Nursing Solutions Limited Complaint and Disciplinary Investigative Procedures are set out below and should be considered in conjunction with the Agency’s Terms of Engagement and the Agency’s Policies and Procedures for Domiciliary Care Workers.

Where there is a complaint against Nursing Solutions, an agency worker or a client, the complainant should in the first instance raise the matter with Nursing Solutions or the client in writing. The complainant must provide relevant documentation and any documentary evidence supporting the complaint to the agency/client to assess the basis of the complaint.

If an agency worker wishes to make a complaint against a client, or a member of the client’s staff, the worker should report the complaint to the client in the first instance. (If the complaint concerns abuse of any form please refer to the abuse policy for procedures of reporting). The complaint will be dealt with by the client according to their own Complaints Procedure. The agency should be informed as soon as possible following the event for information. 

If the complaint is made against an agency worker, the worker concerned will be notified in writing of the complaint, along with a request that the worker responds within 14 days of the date of sending out the notification. (For complaints of abuse refer to Abuse Policy).

A letter will also be sent to the complainant informing him/her of the action taken and stating that a response will be sent as soon as possible after the expiry of the 14 day period.

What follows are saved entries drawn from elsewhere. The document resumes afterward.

use std::sync::atomic::{AtomicU64, Ordering};
use std::sync::{Arc, PoisonError, RwLock};

use lookout_core::Object;
use tracing::trace;

/// Callbacks for cache changes. All methods default to no-ops so implementors only override
/// what they need.
///
/// Calls happen on the informer's controller task, one at a time and in per-key order. A slow
/// handler delays every later delta, so hand long work off to another task.
pub trait ResourceEventHandler<K>: Send + Sync {
    /// `initial` is set for objects delivered by the first full list.
    fn on_add(&self, _obj: &K, _initial: bool) {}

    fn on_update(&self, _old: &K, _new: &K) {}

    /// `obj` is the last state known before removal, which may be older than the real final
    /// state if intermediate events were missed.
    fn on_delete(&self, _obj: &K) {}
}

impl<K, H: ResourceEventHandler<K> + ?Sized> ResourceEventHandler<K> for Arc<H> {
    fn on_add(&self, obj: &K, initial: bool) { (**self).on_add(obj, initial) }

    fn on_update(&self, old: &K, new: &K) { (**self).on_update(old, new) }

    fn on_delete(&self, obj: &K) { (**self).on_delete(obj) }
}

type AddFn<K> = Box<dyn Fn(&K, bool) + Send + Sync>;
type UpdateFn<K> = Box<dyn Fn(&K, &K) + Send + Sync>;
type DeleteFn<K> = Box<dyn Fn(&K) + Send + Sync>;

/// Closure-backed handler; unset callbacks are skipped.
pub struct HandlerFuncs<K> {
    add: Option<AddFn<K>>,
    update: Option<UpdateFn<K>>,
    delete: Option<DeleteFn<K>>,
}

impl<K> Default for HandlerFuncs<K> {
    fn default() -> Self { Self { add: None, update: None, delete: None } }
}

impl<K> HandlerFuncs<K> {
    pub fn new() -> Self { Self::default() }

    pub fn with_add(mut self, f: impl Fn(&K, bool) + Send + Sync + 'static) -> Self {
        self.add = Some(Box::new(f));
        self
    }

    pub fn with_update(mut self, f: impl Fn(&K, &K) + Send + Sync + 'static) -> Self {
        self.update = Some(Box::new(f));
        self
    }

    pub fn with_delete(mut self, f: impl Fn(&K) + Send + Sync + 'static) -> Self {
        self.delete = Some(Box::new(f));
        self
    }
}

impl<K> ResourceEventHandler<K> for HandlerFuncs<K> {
    fn on_add(&self, obj: &K, initial: bool) {
        if let Some(f) = &self.add {
            f(obj, initial)
        }
    }

    fn on_update(&self, old: &K, new: &K) {
        if let Some(f) = &self.update {
            f(old, new)
        }
    }

    fn on_delete(&self, obj: &K) {
        if let Some(f) = &self.delete {
            f(obj)
        }
    }
}

/// Identifies a registration. Registrations live as long as the informer.
#[derive(Debug, Clone, Copy, PartialEq, Eq, Hash)]
pub struct HandlerHandle(u64);

type Entry<K> = (HandlerHandle, Arc<dyn ResourceEventHandler<K>>);

/// Append-only list of handlers. Notifications go to every handler in registration order.
pub struct HandlerRegistry<K> {
    handlers: RwLock<Vec<Entry<K>>>,
    next_id: AtomicU64,
}

impl<K> Default for HandlerRegistry<K> {
    fn default() -> Self { Self { handlers: RwLock::new(Vec::new()), next_id: AtomicU64::new(1) } }
}

impl<K: Object> HandlerRegistry<K> {
    pub fn new() -> Self { Self::default() }

    pub fn register(&self, handler: Arc<dyn ResourceEventHandler<K>>) -> HandlerHandle {
        let handle = HandlerHandle(self.next_id.fetch_add(1, Ordering::Relaxed));
        self.handlers.write().unwrap_or_else(PoisonError::into_inner).push((handle, handler));
        trace!(handle = handle.0, "handler registered");
        handle
    }

    pub fn len(&self) -> usize { self.handlers.read().unwrap_or_else(PoisonError::into_inner).len() }

    pub fn is_empty(&self) -> bool { self.len() == 0 }

    // Handlers run without the lock held so they may register further handlers themselves.
    fn snapshot(&self) -> Vec<Arc<dyn ResourceEventHandler<K>>> {
        self.handlers.read().unwrap_or_else(PoisonError::into_inner).iter().map(|(_, h)| Arc::clone(h)).collect()
    }

    pub fn notify_add(&self, obj: &K, initial: bool) {
        for h in self.snapshot() {
            h.on_add(obj, initial);
        }
    }

    pub fn notify_update(&self, old: &K, new: &K) {
        for h in self.snapshot() {
            h.on_update(old, new);
        }
    }

    pub fn notify_delete(&self, obj: &K) {
        for h in self.snapshot() {
            h.on_delete(obj);
        }
    }
}
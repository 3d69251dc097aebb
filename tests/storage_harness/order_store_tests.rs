//! Macro-generated test suite for `OrderStore` contract validation.
//!
//! # Generated Tests
//!
//! ## CRUD
//! - `test_create_and_find`: create then fetch by order id, all fields intact
//! - `test_find_missing`: unknown id is `NotFound`
//! - `test_duplicate_order_id`: second insert is `DuplicateKey`, first untouched
//! - `test_update_status`: status set, `updated_at` bumped, `created_at` kept
//! - `test_update_missing`: unknown id is `NotFound`
//! - `test_transition_compare_and_set`: writes only from the expected status
//! - `test_transition_missing`: unknown id is `NotFound`, not a conflict
//! - `test_delete`: delete then fetch is `NotFound`; second delete too
//!
//! ## Queries
//! - `test_find_all_newest_first`
//! - `test_find_by_status`: follows status changes
//! - `test_find_by_owner`: guest orders never match
//!
//! ## Aggregates
//! - `test_stats_empty`: every status present with zero
//! - `test_stats_counts_and_sums`
//!
//! ## Concurrency
//! - `test_concurrent_creates`: distinct ids all land
//! - `test_concurrent_same_id`: exactly one insert wins
//! - `test_concurrent_transitions`: one writer wins from a shared status
//! - `test_ping`

/// Generate a full `OrderStore` conformance test suite.
///
/// `$factory` must evaluate to a fresh, empty store. It is re-evaluated for
/// each test.
#[macro_export]
macro_rules! order_store_tests {
    ($factory:expr) => {
        mod order_store_contract_tests {
            use super::*;
            use cakeshop::core::error::StoreError;
            use cakeshop::core::order::OrderStatus;
            use cakeshop::core::store::OrderStore;
            use rust_decimal::Decimal;
            use std::sync::Arc;

            // ==================================================================
            // CRUD
            // ==================================================================

            #[tokio::test]
            async fn test_create_and_find() {
                let store = $factory;
                let order = sample_order("ORDER-1");

                let created = store.create(order.clone()).await.unwrap();
                assert_eq!(created, order);

                let found = store.find_by_id("ORDER-1").await.unwrap();
                assert_eq!(found, order);
                assert_eq!(found.total_price, Decimal::new(5299, 2));
                assert_eq!(found.design.toppings, vec!["sprinkles"]);
            }

            #[tokio::test]
            async fn test_find_missing() {
                let store = $factory;
                let err = store.find_by_id("ORDER-404").await.unwrap_err();
                assert_eq!(
                    err,
                    StoreError::NotFound {
                        order_id: "ORDER-404".to_string()
                    }
                );
            }

            #[tokio::test]
            async fn test_duplicate_order_id() {
                let store = $factory;
                let first = sample_order("ORDER-DUP");
                store.create(first.clone()).await.unwrap();

                let mut second = sample_order("ORDER-DUP");
                second.customer_name = "Someone Else".to_string();
                let err = store.create(second).await.unwrap_err();
                assert!(matches!(err, StoreError::DuplicateKey { ref order_id } if order_id == "ORDER-DUP"));

                assert_eq!(store.find_by_id("ORDER-DUP").await.unwrap(), first);
                assert_eq!(store.find_all().await.unwrap().len(), 1);
            }

            #[tokio::test]
            async fn test_update_status() {
                let store = $factory;
                let order = order_with("ORDER-U", OrderStatus::Pending, None, 5299, 60);
                store.create(order.clone()).await.unwrap();

                let updated = store
                    .update_status("ORDER-U", OrderStatus::Preparing)
                    .await
                    .unwrap();
                assert_eq!(updated.status, OrderStatus::Preparing);
                assert_eq!(updated.created_at, order.created_at);
                assert!(updated.updated_at > order.updated_at);

                let found = store.find_by_id("ORDER-U").await.unwrap();
                assert_eq!(found.status, OrderStatus::Preparing);
                assert_eq!(found.total_price, order.total_price);
            }

            #[tokio::test]
            async fn test_update_missing() {
                let store = $factory;
                let err = store
                    .update_status("ORDER-404", OrderStatus::Ready)
                    .await
                    .unwrap_err();
                assert!(matches!(err, StoreError::NotFound { .. }));
                assert!(store.find_all().await.unwrap().is_empty());
            }

            #[tokio::test]
            async fn test_transition_compare_and_set() {
                let store = $factory;
                let order = order_with("ORDER-T", OrderStatus::Pending, None, 5299, 60);
                store.create(order.clone()).await.unwrap();

                let updated = store
                    .transition("ORDER-T", OrderStatus::Pending, OrderStatus::Preparing)
                    .await
                    .unwrap();
                assert_eq!(updated.status, OrderStatus::Preparing);
                assert!(updated.updated_at > order.updated_at);

                // Stale expectation: rejected, record untouched
                let err = store
                    .transition("ORDER-T", OrderStatus::Pending, OrderStatus::Cancelled)
                    .await
                    .unwrap_err();
                assert_eq!(
                    err,
                    StoreError::StatusConflict {
                        order_id: "ORDER-T".to_string(),
                        actual: OrderStatus::Preparing,
                    }
                );
                let found = store.find_by_id("ORDER-T").await.unwrap();
                assert_eq!(found, updated);
                assert!(store
                    .find_by_status(OrderStatus::Cancelled)
                    .await
                    .unwrap()
                    .is_empty());
            }

            #[tokio::test]
            async fn test_transition_missing() {
                let store = $factory;
                let err = store
                    .transition("ORDER-404", OrderStatus::Pending, OrderStatus::Ready)
                    .await
                    .unwrap_err();
                assert!(matches!(err, StoreError::NotFound { .. }));
            }

            #[tokio::test]
            async fn test_delete() {
                let store = $factory;
                store.create(sample_order("ORDER-D")).await.unwrap();
                store.create(sample_order("ORDER-KEEP")).await.unwrap();

                store.delete("ORDER-D").await.unwrap();
                assert!(matches!(
                    store.find_by_id("ORDER-D").await,
                    Err(StoreError::NotFound { .. })
                ));
                assert!(matches!(
                    store.delete("ORDER-D").await,
                    Err(StoreError::NotFound { .. })
                ));
                assert_eq!(order_ids(&store.find_all().await.unwrap()), vec!["ORDER-KEEP"]);
            }

            // ==================================================================
            // Queries
            // ==================================================================

            #[tokio::test]
            async fn test_find_all_newest_first() {
                let store = $factory;
                store
                    .create(order_with("ORDER-OLD", OrderStatus::Pending, None, 100, 300))
                    .await
                    .unwrap();
                store
                    .create(order_with("ORDER-NEW", OrderStatus::Pending, None, 100, 0))
                    .await
                    .unwrap();
                store
                    .create(order_with("ORDER-MID", OrderStatus::Pending, None, 100, 120))
                    .await
                    .unwrap();

                let all = store.find_all().await.unwrap();
                assert_eq!(order_ids(&all), vec!["ORDER-NEW", "ORDER-MID", "ORDER-OLD"]);
            }

            #[tokio::test]
            async fn test_find_by_status() {
                let store = $factory;
                store
                    .create(order_with("ORDER-A", OrderStatus::Pending, None, 100, 20))
                    .await
                    .unwrap();
                store
                    .create(order_with("ORDER-B", OrderStatus::Ready, None, 100, 10))
                    .await
                    .unwrap();
                store
                    .create(order_with("ORDER-C", OrderStatus::Pending, None, 100, 0))
                    .await
                    .unwrap();

                let pending = store.find_by_status(OrderStatus::Pending).await.unwrap();
                assert_eq!(order_ids(&pending), vec!["ORDER-C", "ORDER-A"]);

                store
                    .update_status("ORDER-A", OrderStatus::Ready)
                    .await
                    .unwrap();
                let pending = store.find_by_status(OrderStatus::Pending).await.unwrap();
                assert_eq!(order_ids(&pending), vec!["ORDER-C"]);
                let ready = store.find_by_status(OrderStatus::Ready).await.unwrap();
                assert_eq!(order_ids(&ready), vec!["ORDER-B", "ORDER-A"]);

                assert!(store
                    .find_by_status(OrderStatus::Cancelled)
                    .await
                    .unwrap()
                    .is_empty());
            }

            #[tokio::test]
            async fn test_find_by_owner() {
                let store = $factory;
                store
                    .create(order_with("ORDER-1", OrderStatus::Pending, Some("alice"), 100, 20))
                    .await
                    .unwrap();
                store
                    .create(order_with("ORDER-2", OrderStatus::Pending, Some("bob"), 100, 10))
                    .await
                    .unwrap();
                store
                    .create(order_with("ORDER-3", OrderStatus::Completed, Some("alice"), 100, 0))
                    .await
                    .unwrap();
                store.create(sample_order("ORDER-GUEST")).await.unwrap();

                let alice = store.find_by_owner("alice").await.unwrap();
                assert_eq!(order_ids(&alice), vec!["ORDER-3", "ORDER-1"]);
                assert!(store.find_by_owner("carol").await.unwrap().is_empty());
            }

            // ==================================================================
            // Aggregates
            // ==================================================================

            #[tokio::test]
            async fn test_stats_empty() {
                let store = $factory;
                let stats = store.aggregate_stats(today()).await.unwrap();
                assert_eq!(stats.total_count, 0);
                assert_eq!(stats.count_by_status.len(), 5);
                assert!(stats.count_by_status.values().all(|c| *c == 0));
                assert_eq!(stats.sum_of_total_price, Decimal::ZERO);
            }

            #[tokio::test]
            async fn test_stats_counts_and_sums() {
                let store = $factory;
                store
                    .create(order_with("ORDER-1", OrderStatus::Pending, None, 5299, 0))
                    .await
                    .unwrap();
                store
                    .create(order_with("ORDER-2", OrderStatus::Completed, None, 4199, 0))
                    .await
                    .unwrap();
                // Two days old: counted in totals, not in today
                store
                    .create(order_with("ORDER-3", OrderStatus::Pending, None, 1001, 2 * 24 * 3600))
                    .await
                    .unwrap();

                let stats = store.aggregate_stats(today()).await.unwrap();
                assert_eq!(stats.total_count, 3);
                assert_eq!(stats.count(OrderStatus::Pending), 2);
                assert_eq!(stats.count(OrderStatus::Completed), 1);
                assert_eq!(stats.count(OrderStatus::Ready), 0);
                assert_eq!(stats.sum_of_total_price, Decimal::new(10499, 2));
                assert_eq!(stats.today_count, 2);
                assert_eq!(stats.today_sum, Decimal::new(9498, 2));
            }

            // ==================================================================
            // Concurrency
            // ==================================================================

            #[tokio::test]
            async fn test_concurrent_creates() {
                let store = Arc::new($factory);

                let handles: Vec<_> = (0..20)
                    .map(|i| {
                        let store = store.clone();
                        tokio::spawn(async move {
                            store.create(sample_order(&format!("ORDER-C{}", i))).await
                        })
                    })
                    .collect();

                for handle in handles {
                    handle.await.unwrap().unwrap();
                }
                assert_eq!(store.find_all().await.unwrap().len(), 20);
            }

            #[tokio::test]
            async fn test_concurrent_same_id() {
                let store = Arc::new($factory);

                let handles: Vec<_> = (0..10)
                    .map(|_| {
                        let store = store.clone();
                        tokio::spawn(async move { store.create(sample_order("ORDER-RACE")).await })
                    })
                    .collect();

                let mut won = 0;
                for handle in handles {
                    match handle.await.unwrap() {
                        Ok(_) => won += 1,
                        Err(StoreError::DuplicateKey { .. }) => {}
                        Err(e) => panic!("unexpected error: {}", e),
                    }
                }
                assert_eq!(won, 1);
                assert_eq!(store.find_all().await.unwrap().len(), 1);
            }

            #[tokio::test]
            async fn test_concurrent_transitions() {
                let store = Arc::new($factory);
                store
                    .create(order_with("ORDER-CAS", OrderStatus::Ready, None, 100, 0))
                    .await
                    .unwrap();

                let targets = [OrderStatus::Completed, OrderStatus::Cancelled];
                let handles: Vec<_> = (0..10)
                    .map(|i| {
                        let store = store.clone();
                        let target = targets[i % 2];
                        tokio::spawn(async move {
                            store.transition("ORDER-CAS", OrderStatus::Ready, target).await
                        })
                    })
                    .collect();

                let mut winners = Vec::new();
                for handle in handles {
                    match handle.await.unwrap() {
                        Ok(order) => winners.push(order.status),
                        Err(StoreError::StatusConflict { .. }) => {}
                        Err(e) => panic!("unexpected error: {}", e),
                    }
                }
                assert_eq!(winners.len(), 1);
                let found = store.find_by_id("ORDER-CAS").await.unwrap();
                assert_eq!(found.status, winners[0]);
            }

            #[tokio::test]
            async fn test_ping() {
                let store = $factory;
                store.ping().await.unwrap();
                assert!(!store.backend_name().is_empty());
            }
        }
    };
}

The worker must respond in writing within 14 days of the request to investigate the complaint. If the worker is unable to respond within the 14-day period, the worker must notify the complainant in writing giving reasons.

The complainant will at his/her discretion extend the period for response to a given date, which will be not longer than 28 days after the original request to investigate the complaint.                                  

On receiving a response from the worker, the agency may contact both the complainant     and the worker to seek further information or clarification of any matters raised. Responses to all correspondence should be requested and received within a period of 14 days of the date of that correspondence. 

The agency will make a decision on the matter in one of the following ways:                                                                      

(a)        If the agency is satisfied that the complaint has been resolved, both

parties will receive a letter stating that this appears to be the case and that no further action is proposed. If appropriate, the worker concerned will be advised on how the problem might be avoided in the future and will be asked to confirm that action has been taken on this recommendation.

(b). If having received a response from the worker concerned, the Agency is satisfied there is no case to answer, a reply to this effect will be sent to   both the complainant and the worker concerned.

(c) The worker will be reprimanded and given a warning about future conduct  

(d) The worker will be required to take a specified course of action and/or be given a written understanding as to the future conduct expected from the worker.

(e) That the worker should not be offered placements for a given period. 

(f)  That the offer of placements should be revoked permanently.

If the complainant is not satisfied with the decision of the agency in respect of the above, he/she should state his/her reasons in writing and request the   matter to be submitted to the local Authority or National Care Standards Commission who will consider the complaint on the basis of the evidence submitted.